_Your instructions_
Starting at the line that holds "fn payload(form: &FormData<Field>)" and stopping at the line that holds "estado_civil: es_natural", restate the records below word for word, with both of those lines included.

_Entries shown_

_ _ _ _ _ _ _

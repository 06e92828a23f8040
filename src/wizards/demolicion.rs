use crate::models::ProcedureKind;
use crate::wizard::{Condition, StepDef, StepRules, WizardDefinition};
use crate::wizards::messages;

crate::form_fields! {
    pub enum Field {
        SelectedClient => "selectedClient",
        TipoDemolicion => "tipo_demolicion",
        AreaDemoler => "area_demoler",
        Motivo => "motivo",
        PlanoDemolicionParcial => "plano_demolicion_parcial",
        PartidaRegistral => "partida_registral",
        Fue => "fue",
        PlanoUbicacion => "plano_ubicacion",
        DeclaracionJurada => "declaracion_jurada",
    }
}

pub struct DemolicionWizard;

impl WizardDefinition for DemolicionWizard {
    type Field = Field;
    const KIND: ProcedureKind = ProcedureKind::Demolicion;

    fn steps() -> Vec<StepDef<Field>> {
        vec![
            StepDef::new("administrado", "Administrado").field(Field::SelectedClient, "Administrado"),
            StepDef::new("demolicion", "Demolición")
                .field(Field::TipoDemolicion, "Tipo de demolición")
                .field(Field::AreaDemoler, "Área a demoler (m²)")
                .field(Field::Motivo, "Motivo")
                .field_when(
                    Field::PlanoDemolicionParcial,
                    "Plano de demolición parcial",
                    Condition::Equals(Field::TipoDemolicion, "parcial"),
                ),
            StepDef::new("documentacion", "Documentación")
                .field(Field::PartidaRegistral, "Partida registral")
                .field(Field::Fue, "FUE")
                .field(Field::PlanoUbicacion, "Plano de ubicación"),
            StepDef::new("confirmacion", "Confirmación").field(Field::DeclaracionJurada, "Declaración jurada"),
        ]
    }

    fn step_rules(step: usize) -> StepRules<Field> {
        match step {
            0 => StepRules::new().required(Field::SelectedClient, messages::CLIENT_REQUIRED),
            1 => StepRules::new()
                .required(Field::TipoDemolicion, "Seleccione el tipo de demolición")
                .required(Field::AreaDemoler, "El área a demoler es requerida")
                .positive(Field::AreaDemoler, messages::AREA_POSITIVE)
                .when(
                    Condition::Equals(Field::TipoDemolicion, "parcial"),
                    StepRules::new().required(
                        Field::PlanoDemolicionParcial,
                        "El plano de demolición parcial es requerido",
                    ),
                ),
            2 => StepRules::new()
                .required(Field::PartidaRegistral, messages::PARTIDA_REQUIRED)
                .required(Field::Fue, messages::FUE_REQUIRED)
                .required(Field::PlanoUbicacion, "El plano de ubicación es requerido"),
            3 => StepRules::new().required(Field::DeclaracionJurada, messages::DECLARACION_REQUIRED),
            _ => StepRules::new(),
        }
    }
}

#[cfg(test)]
mod tests {
    use super::*;
    use crate::wizard::{WizardController, WizardSettings};

    #[test]
    fn test_partial_demolition_requires_plan() {
        let mut c = WizardController::<DemolicionWizard>::new(WizardSettings::default());
        c.on_input_change(Field::AreaDemoler, 60.0);

        c.on_input_change(Field::TipoDemolicion, "parcial");
        assert!(!c.validate_step(1));
        assert!(c.errors().contains("plano_demolicion_parcial"));

        c.on_input_change(Field::TipoDemolicion, "total");
        assert!(c.validate_step(1));
    }
}
use crate::error::{AppError, AppResult, FileError};
use serde::{Deserialize, Serialize};
use std::path::Path;

/// 已上传文档的客户端记录
#[derive(Debug, Clone, PartialEq, Serialize, Deserialize)]
pub struct UploadedDocument {
    /// 文档所属字段（如 `partida_registral`）
    pub key: String,
    #[serde(alias = "file_id")]
    pub id: String,
    pub name: String,
    #[serde(default)]
    pub url: Option<String>,
    #[serde(default)]
    pub size: Option<u64>,
    #[serde(default, rename = "type", alias = "mime_type")]
    pub mime_type: Option<String>,
}

/// 待上传的文件
#[derive(Debug, Clone, PartialEq)]
pub struct FileHandle {
    pub name: String,
    pub size: u64,
    pub mime_type: String,
    pub bytes: Vec<u8>,
}

impl FileHandle {
    /// 从内存数据创建文件
    pub fn from_bytes(name: impl Into<String>, bytes: Vec<u8>) -> Self {
        let name = name.into();
        Self {
            mime_type: guess_mime_type(&name).to_string(),
            size: bytes.len() as u64,
            name,
            bytes,
        }
    }

    /// 读取本地文件
    pub async fn from_path(path: &Path) -> AppResult<Self> {
        if !path.exists() {
            return Err(AppError::File(FileError::NotFound {
                path: path.display().to_string(),
            }));
        }

        let bytes = tokio::fs::read(path)
            .await
            .map_err(|e| AppError::file_read_failed(path.display().to_string(), e))?;

        let name = path
            .file_name()
            .unwrap_or_default()
            .to_string_lossy()
            .to_string();

        Ok(Self::from_bytes(name, bytes))
    }
}

/// 根据扩展名猜测 MIME 类型
pub fn guess_mime_type(name: &str) -> &'static str {
    let ext = name
        .rsplit_once('.')
        .map(|(_, ext)| ext.to_ascii_lowercase())
        .unwrap_or_default();

    match ext.as_str() {
        "pdf" => "application/pdf",
        "png" => "image/png",
        "jpg" | "jpeg" => "image/jpeg",
        "dwg" => "application/acad",
        "dxf" => "image/vnd.dxf",
        "doc" => "application/msword",
        "docx" => "application/vnd.openxmlformats-officedocument.wordprocessingml.document",
        "zip" => "application/zip",
        _ => "application/octet-stream",
    }
}
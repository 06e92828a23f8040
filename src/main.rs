use anyhow::Result;
use tramites_wizard::{logger, App, Config};

#[tokio::main]
async fn main() -> Result<()> {
    // 加载配置
    let config = Config::from_env();

    // 初始化日志
    logger::init_with_verbose(config.verbose_logging);

    // 初始化并运行应用
    App::initialize(config).await?.run().await?;

    Ok(())
}
//! 批量草稿处理器 - 编排层
//!
//! ## 职责
//!
//! 本模块是整个应用的入口，负责批量草稿的处理和资源管理。
//!
//! ## 核心功能
//!
//! 1. **应用初始化**：写日志文件头、创建 API 客户端与协作者
//! 2. **批量加载**：扫描并加载所有草稿（`Vec<Draft>`）
//! 3. **并发控制**：使用 Semaphore 限制并发数量
//! 4. **分批处理**：每批完成后再开始下一批
//! 5. **全局统计**：汇总所有草稿的处理结果
//!
//! ## 设计特点
//!
//! - **资源所有者**：唯一持有 `ApiClient` 的模块
//! - **向下委托**：委托 draft_processor 处理单份草稿

use crate::clients::ApiClient;
use crate::config::{Config, UploadMode};
use crate::models::Draft;
use crate::orchestrator::draft_processor;
use crate::services::{ApiPersistence, DocumentUploader, LocalUploader, RemoteUploader, WizardPersistence};
use crate::utils::logging::{
    init_log_file, log_batch_complete, log_batch_start, log_drafts_loaded, log_startup,
    print_final_stats,
};
use crate::wizard::HeaderStore;
use crate::workflow::{DraftFlow, DraftOutcome};
use anyhow::{Context, Result};
use std::sync::Arc;
use tokio::sync::Semaphore;
use tracing::{error, info, warn};

/// 应用主结构
pub struct App {
    config: Config,
    flow: Arc<DraftFlow>,
}

impl App {
    /// 初始化应用
    pub async fn initialize(config: Config) -> Result<Self> {
        let client = Arc::new(ApiClient::new(&config).context("创建 API 客户端失败")?);

        let uploader: Arc<dyn DocumentUploader> = match config.upload_mode {
            UploadMode::Local => Arc::new(LocalUploader::new()),
            UploadMode::Remote => Arc::new(RemoteUploader::new(client.clone())),
        };
        let persistence: Arc<dyn WizardPersistence> = Arc::new(ApiPersistence::new(client));

        Self::with_collaborators(config, uploader, persistence)
    }

    /// 使用指定的协作者初始化
    pub fn with_collaborators(
        config: Config,
        uploader: Arc<dyn DocumentUploader>,
        persistence: Arc<dyn WizardPersistence>,
    ) -> Result<Self> {
        init_log_file(&config.output_log_file)
            .with_context(|| format!("无法写入日志文件: {}", config.output_log_file))?;

        log_startup(
            config.max_concurrent_drafts,
            &config.api_base_url,
            config.upload_mode.as_str(),
        );

        let flow = DraftFlow::new(&config, uploader, persistence, HeaderStore::new());

        Ok(Self {
            config,
            flow: Arc::new(flow),
        })
    }

    /// 运行应用主逻辑
    pub async fn run(&self) -> Result<ProcessingStats> {
        let all_drafts = self.load_drafts().await?;

        if all_drafts.is_empty() {
            warn!("⚠️ 没有找到待处理的草稿，程序结束");
            return Ok(ProcessingStats::default());
        }

        log_drafts_loaded(all_drafts.len(), self.batch_size());

        let stats = self.process_all_drafts(all_drafts).await?;

        print_final_stats(
            stats.submitted,
            stats.incomplete,
            stats.failed,
            stats.total,
            &self.config.output_log_file,
        );

        Ok(stats)
    }

    async fn load_drafts(&self) -> Result<Vec<Draft>> {
        info!("\n📁 正在扫描草稿目录: {}", self.config.drafts_folder);
        let drafts = crate::models::load_all_drafts(&self.config.drafts_folder).await?;
        Ok(drafts)
    }

    fn batch_size(&self) -> usize {
        self.config.max_concurrent_drafts.max(1)
    }

    async fn process_all_drafts(&self, all_drafts: Vec<Draft>) -> Result<ProcessingStats> {
        let batch_size = self.batch_size();
        let semaphore = Arc::new(Semaphore::new(batch_size));
        let total = all_drafts.len();
        let total_batches = total.div_ceil(batch_size);
        let mut stats = ProcessingStats {
            total,
            ..Default::default()
        };

        for (batch_idx, batch) in all_drafts.chunks(batch_size).enumerate() {
            let batch_start = batch_idx * batch_size;
            log_batch_start(
                batch_idx + 1,
                total_batches,
                batch_start + 1,
                batch_start + batch.len(),
                total,
            );

            let batch_stats = self
                .process_batch(batch, batch_start, semaphore.clone())
                .await?;

            log_batch_complete(batch_idx + 1, batch_stats.submitted, batch.len());
            stats.merge(&batch_stats);
        }

        Ok(stats)
    }

    async fn process_batch(
        &self,
        batch: &[Draft],
        batch_start: usize,
        semaphore: Arc<Semaphore>,
    ) -> Result<ProcessingStats> {
        let mut handles = Vec::new();

        for (idx, draft) in batch.iter().enumerate() {
            let draft_index = batch_start + idx + 1;
            let permit = semaphore.clone().acquire_owned().await?;
            let flow = self.flow.clone();
            let draft = draft.clone();

            let handle = tokio::spawn(async move {
                let _permit = permit;
                draft_processor::process_draft(&flow, draft, draft_index).await
            });
            handles.push((draft_index, handle));
        }

        let mut stats = ProcessingStats {
            total: batch.len(),
            ..Default::default()
        };

        for (draft_index, handle) in handles {
            match handle.await {
                Ok(Ok(outcome)) => stats.record(&outcome),
                Ok(Err(e)) => {
                    error!("[草稿 {}] ❌ 处理过程中发生错误: {:#}", draft_index, e);
                    stats.failed += 1;
                }
                Err(e) => {
                    error!("[草稿 {}] 任务执行失败: {}", draft_index, e);
                    stats.failed += 1;
                }
            }
        }

        Ok(stats)
    }
}

/// 处理统计
#[derive(Debug, Default, Clone, PartialEq, Eq)]
pub struct ProcessingStats {
    pub submitted: usize,
    pub incomplete: usize,
    pub failed: usize,
    pub total: usize,
}

impl ProcessingStats {
    fn record(&mut self, outcome: &DraftOutcome) {
        match outcome {
            DraftOutcome::Submitted { .. } => self.submitted += 1,
            DraftOutcome::Incomplete { .. } => self.incomplete += 1,
            DraftOutcome::SaveFailed { .. } => self.failed += 1,
        }
    }

    fn merge(&mut self, other: &ProcessingStats) {
        self.submitted += other.submitted;
        self.incomplete += other.incomplete;
        self.failed += other.failed;
    }
}

#[cfg(test)]
mod tests {
    use super::*;

    #[test]
    fn test_stats_record_and_merge() {
        let mut batch = ProcessingStats::default();
        batch.record(&DraftOutcome::SaveFailed {
            message: "timeout".to_string(),
        });
        batch.record(&DraftOutcome::Submitted {
            record_id: "1".to_string(),
            redirect_to: "/demoliciones",
        });

        let mut total = ProcessingStats {
            total: 5,
            ..Default::default()
        };
        total.merge(&batch);
        total.merge(&batch);
        assert_eq!(total.submitted, 2);
        assert_eq!(total.failed, 2);
        assert_eq!(total.incomplete, 0);
        assert_eq!(total.total, 5);
    }
}
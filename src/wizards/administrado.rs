//! 行政相对人登记 / 编辑

use crate::models::{CreateClientRequest, MaritalStatus, ProcedureKind};
use crate::wizard::{Condition, FormData, StepDef, StepRules, WizardDefinition};
use serde_json::Value as JsonValue;

crate::form_fields! {
    pub enum Field {
        TipoPersona => "tipo_persona",
        Nombres => "nombres",
        Apellidos => "apellidos",
        RazonSocial => "razon_social",
        NumeroDocumento => "numero_documento",
        EstadoCivil => "estado_civil",
        ConyugeNombres => "conyuge_nombres",
        ConyugeDocumento => "conyuge_documento",
        Email => "email",
        Telefono => "telefono",
        Direccion => "direccion",
    }
}

const DNI_PATTERN: &str = r"^\d{8}$";
const RUC_PATTERN: &str = r"^\d{11}$";
const EMAIL_PATTERN: &str = r"^[^@\s]+@[^@\s]+\.[^@\s]+$";

fn natural() -> Condition<Field> {
    Condition::Equals(Field::TipoPersona, "natural")
}

fn juridica() -> Condition<Field> {
    Condition::Equals(Field::TipoPersona, "juridica")
}

/// 只有自然人才有婚姻状况
fn casado() -> Condition<Field> {
    Condition::All(vec![
        natural(),
        Condition::Equals(Field::EstadoCivil, MaritalStatus::Casado.as_str()),
    ])
}

pub struct AdministradoWizard;

impl WizardDefinition for AdministradoWizard {
    type Field = Field;
    const KIND: ProcedureKind = ProcedureKind::Administrado;

    fn steps() -> Vec<StepDef<Field>> {
        vec![
            StepDef::new("identificacion", "Identificación")
                .field(Field::TipoPersona, "Tipo de persona")
                .field_when(Field::Nombres, "Nombres", natural())
                .field_when(Field::Apellidos, "Apellidos", natural())
                .field_when(Field::RazonSocial, "Razón social", juridica())
                .field(Field::NumeroDocumento, "DNI / RUC"),
            StepDef::new("estado_civil", "Estado civil")
                .field_when(Field::EstadoCivil, "Estado civil", natural())
                .field_when(Field::ConyugeNombres, "Nombres del cónyuge", casado())
                .field_when(Field::ConyugeDocumento, "Documento del cónyuge", casado()),
            StepDef::new("contacto", "Contacto")
                .field(Field::Email, "Correo electrónico")
                .field(Field::Telefono, "Teléfono")
                .field(Field::Direccion, "Dirección"),
        ]
    }

    fn step_rules(step: usize) -> StepRules<Field> {
        match step {
            0 => StepRules::new()
                .required(Field::TipoPersona, "Seleccione el tipo de persona")
                .required(Field::NumeroDocumento, "El número de documento es requerido")
                .when(
                    natural(),
                    StepRules::new()
                        .required(Field::Nombres, "Los nombres son requeridos")
                        .required(Field::Apellidos, "Los apellidos son requeridos")
                        .pattern(Field::NumeroDocumento, DNI_PATTERN, "El DNI debe tener 8 dígitos"),
                )
                .when(
                    juridica(),
                    StepRules::new()
                        .required(Field::RazonSocial, "La razón social es requerida")
                        .pattern(Field::NumeroDocumento, RUC_PATTERN, "El RUC debe tener 11 dígitos"),
                ),
            1 => StepRules::new()
                .when(
                    natural(),
                    StepRules::new().required(Field::EstadoCivil, "Seleccione el estado civil"),
                )
                .when(
                    casado(),
                    StepRules::new()
                        .required(Field::ConyugeNombres, "Los nombres del cónyuge son requeridos")
                        .required(Field::ConyugeDocumento, "El documento del cónyuge es requerido"),
                ),
            2 => StepRules::new()
                .required(Field::Email, "El correo electrónico es requerido")
                .pattern(Field::Email, EMAIL_PATTERN, "El correo electrónico no es válido")
                .required(Field::Telefono, "El teléfono es requerido")
                .required(Field::Direccion, "La dirección es requerida"),
            _ => StepRules::new(),
        }
    }

    fn initial_form() -> FormData<Field> {
        FormData::new().with(Field::TipoPersona, "natural")
    }

    fn payload(form: &FormData<Field>) -> JsonValue {
        serde_json::to_value(client_request(form)).unwrap_or_default()
    }
}

/// 把表单转换为行政相对人请求体
pub fn client_request(form: &FormData<Field>) -> CreateClientRequest {
    let text = |field: Field| {
        let value = form.text(field).trim();
        (!value.is_empty()).then(|| value.to_string())
    };
    let es_natural = natural().holds(form);
    let con_conyuge = casado().holds(form);

    CreateClientRequest {
        tipo_persona: form.text(Field::TipoPersona).trim().to_string(),
        nombres: text(Field::Nombres),
        apellidos: text(Field::Apellidos),
        razon_social: text(Field::RazonSocial),
        numero_documento: form.text(Field::NumeroDocumento).trim().to_string(),
        estado_civil: es_natural
            .then(|| marital_status(form.text(Field::EstadoCivil)))
            .flatten(),
        conyuge_nombres: con_conyuge.then(|| text(Field::ConyugeNombres)).flatten(),
        conyuge_documento: con_conyuge.then(|| text(Field::ConyugeDocumento)).flatten(),
        email: text(Field::Email),
        telefono: text(Field::Telefono),
        direccion: text(Field::Direccion),
    }
}

fn marital_status(value: &str) -> Option<MaritalStatus> {
    match value.trim() {
        "soltero" => Some(MaritalStatus::Soltero),
        "casado" => Some(MaritalStatus::Casado),
        "divorciado" => Some(MaritalStatus::Divorciado),
        "viudo" => Some(MaritalStatus::Viudo),
        "conviviente" => Some(MaritalStatus::Conviviente),
        _ => None,
    }
}

#[cfg(test)]
mod tests {
    use super::*;
    use crate::wizard::{WizardController, WizardSettings};

    fn controller() -> WizardController<AdministradoWizard> {
        WizardController::new(WizardSettings::default())
    }

    fn fill_identity(c: &mut WizardController<AdministradoWizard>) {
        c.on_input_change(Field::Nombres, "Rosa");
        c.on_input_change(Field::Apellidos, "Mamani Flores");
        c.on_input_change(Field::NumeroDocumento, "40123456");
    }

    #[test]
    fn test_spouse_required_only_when_married() {
        let mut c = controller();
        fill_identity(&mut c);
        assert!(c.handle_next());

        c.on_input_change(Field::EstadoCivil, "casado");
        assert!(!c.validate_step(1));
        assert!(c.errors().contains("conyuge_nombres"));
        assert!(c.errors().contains("conyuge_documento"));

        c.on_input_change(Field::EstadoCivil, "soltero");
        assert!(c.validate_step(1));
        assert!(!c.errors().contains("conyuge_nombres"));
    }

    #[test]
    fn test_switch_to_juridica_drops_spouse_requirement() {
        let mut c = controller();
        c.on_input_change(Field::EstadoCivil, "casado");
        assert!(!c.validate_step(1));

        c.on_input_change(Field::TipoPersona, "juridica");
        assert!(c.validate_step(1));
        assert!(!c.errors().contains("conyuge_nombres"));

        let request = client_request(c.form());
        assert_eq!(request.tipo_persona, "juridica");
        assert!(request.estado_civil.is_none());
        assert!(request.conyuge_nombres.is_none());
    }

    #[test]
    fn test_document_format_depends_on_person_type() {
        let mut c = controller();
        fill_identity(&mut c);
        c.on_input_change(Field::NumeroDocumento, "1234");
        assert!(!c.validate_step(0));
        assert_eq!(c.errors().get("numero_documento"), Some("El DNI debe tener 8 dígitos"));

        c.on_input_change(Field::TipoPersona, "juridica");
        c.on_input_change(Field::NumeroDocumento, "20123456789");
        assert!(!c.validate_step(0));
        assert!(c.errors().contains("razon_social"));
        assert!(!c.errors().contains("numero_documento"));
        assert!(!c.errors().contains("apellidos"));
    }

    #[test]
    fn test_missing_document_reports_required_first() {
        let mut c = controller();
        c.validate_step(0);
        assert_eq!(
            c.errors().get("numero_documento"),
            Some("El número de documento es requerido")
        );
    }

    #[test]
    fn test_email_format() {
        let mut c = controller();
        c.on_input_change(Field::Email, "rosa@");
        c.on_input_change(Field::Telefono, "987654321");
        c.on_input_change(Field::Direccion, "Jr. Lima 123");
        assert!(!c.validate_step(2));
        assert_eq!(c.errors().get("email"), Some("El correo electrónico no es válido"));

        c.on_input_change(Field::Email, "rosa@correo.pe");
        assert!(c.validate_step(2));
    }

    #[test]
    fn test_payload_matches_client_request() {
        let form = AdministradoWizard::initial_form()
            .with(Field::Nombres, "Rosa")
            .with(Field::NumeroDocumento, "40123456")
            .with(Field::EstadoCivil, "casado");

        let payload = AdministradoWizard::payload(&form);
        assert_eq!(payload["tipo_persona"], "natural");
        assert_eq!(payload["estado_civil"], "casado");
        assert!(payload.get("razon_social").is_none());

        let back: CreateClientRequest = serde_json::from_value(payload).unwrap();
        assert_eq!(back.numero_documento, "40123456");
    }
}
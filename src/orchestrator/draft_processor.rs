//! 单份草稿处理器 - 编排层
//!
//! ## 职责
//!
//! 1. **上下文**：为草稿构建 `DraftCtx`
//! 2. **流程调度**：委托 `DraftFlow` 完成上传、校验与保存
//! 3. **统计输出**：记录单份草稿的结果

use crate::models::Draft;
use crate::workflow::{DraftCtx, DraftFlow, DraftOutcome};
use anyhow::Result;
use tracing::{info, warn};

/// 处理单份草稿
///
/// # 参数
/// - `flow`: 草稿处理流程（所有草稿共用）
/// - `draft`: 草稿数据
/// - `draft_index`: 草稿序号（用于日志）
pub async fn process_draft(flow: &DraftFlow, draft: Draft, draft_index: usize) -> Result<DraftOutcome> {
    let ctx = DraftCtx::new(draft_index, &draft);
    log_draft_start(&ctx, draft.uploads.len());

    let outcome = flow.run(&draft, &ctx).await?;
    log_draft_complete(&ctx, &outcome);

    Ok(outcome)
}

fn log_draft_start(ctx: &DraftCtx, uploads: usize) {
    info!("\n{}", "─".repeat(60));
    info!("[草稿 {}] 开始处理 {}", ctx.draft_index, ctx);
    if uploads > 0 {
        info!("[草稿 {}] 待上传文件: {} 个", ctx.draft_index, uploads);
    }
}

fn log_draft_complete(ctx: &DraftCtx, outcome: &DraftOutcome) {
    match outcome {
        DraftOutcome::Submitted { record_id, .. } => {
            info!("[草稿 {}] ✅ 已提交，记录 ID: {}", ctx.draft_index, record_id)
        }
        DraftOutcome::Incomplete { step, errors } => warn!(
            "[草稿 {}] 📝 停在步骤 {}，{} 个字段未通过",
            ctx.draft_index,
            step,
            errors.len()
        ),
        DraftOutcome::SaveFailed { message } => {
            warn!("[草稿 {}] ❌ 保存失败: {}", ctx.draft_index, message)
        }
    }
}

_ _ _ _ _ _ _

_Output below_
    fn payload(form: &FormData<Field>) -> JsonValue {
        serde_json::to_value(client_request(form)).unwrap_or_default()
    }
}

/// 把表单转换为行政相对人请求体
pub fn client_request(form: &FormData<Field>) -> CreateClientRequest {
    let text = |field: Field| {
        let value = form.text(field).trim();
        (!value.is_empty()).then(|| value.to_string())
    };
    let es_natural = natural().holds(form);
    let con_conyuge = casado().holds(form);

    CreateClientRequest {
        tipo_persona: form.text(Field::TipoPersona).trim().to_string(),
        nombres: text(Field::Nombres),
        apellidos: text(Field::Apellidos),
        razon_social: text(Field::RazonSocial),
        numero_documento: form.text(Field::NumeroDocumento).trim().to_string(),
        estado_civil: es_natural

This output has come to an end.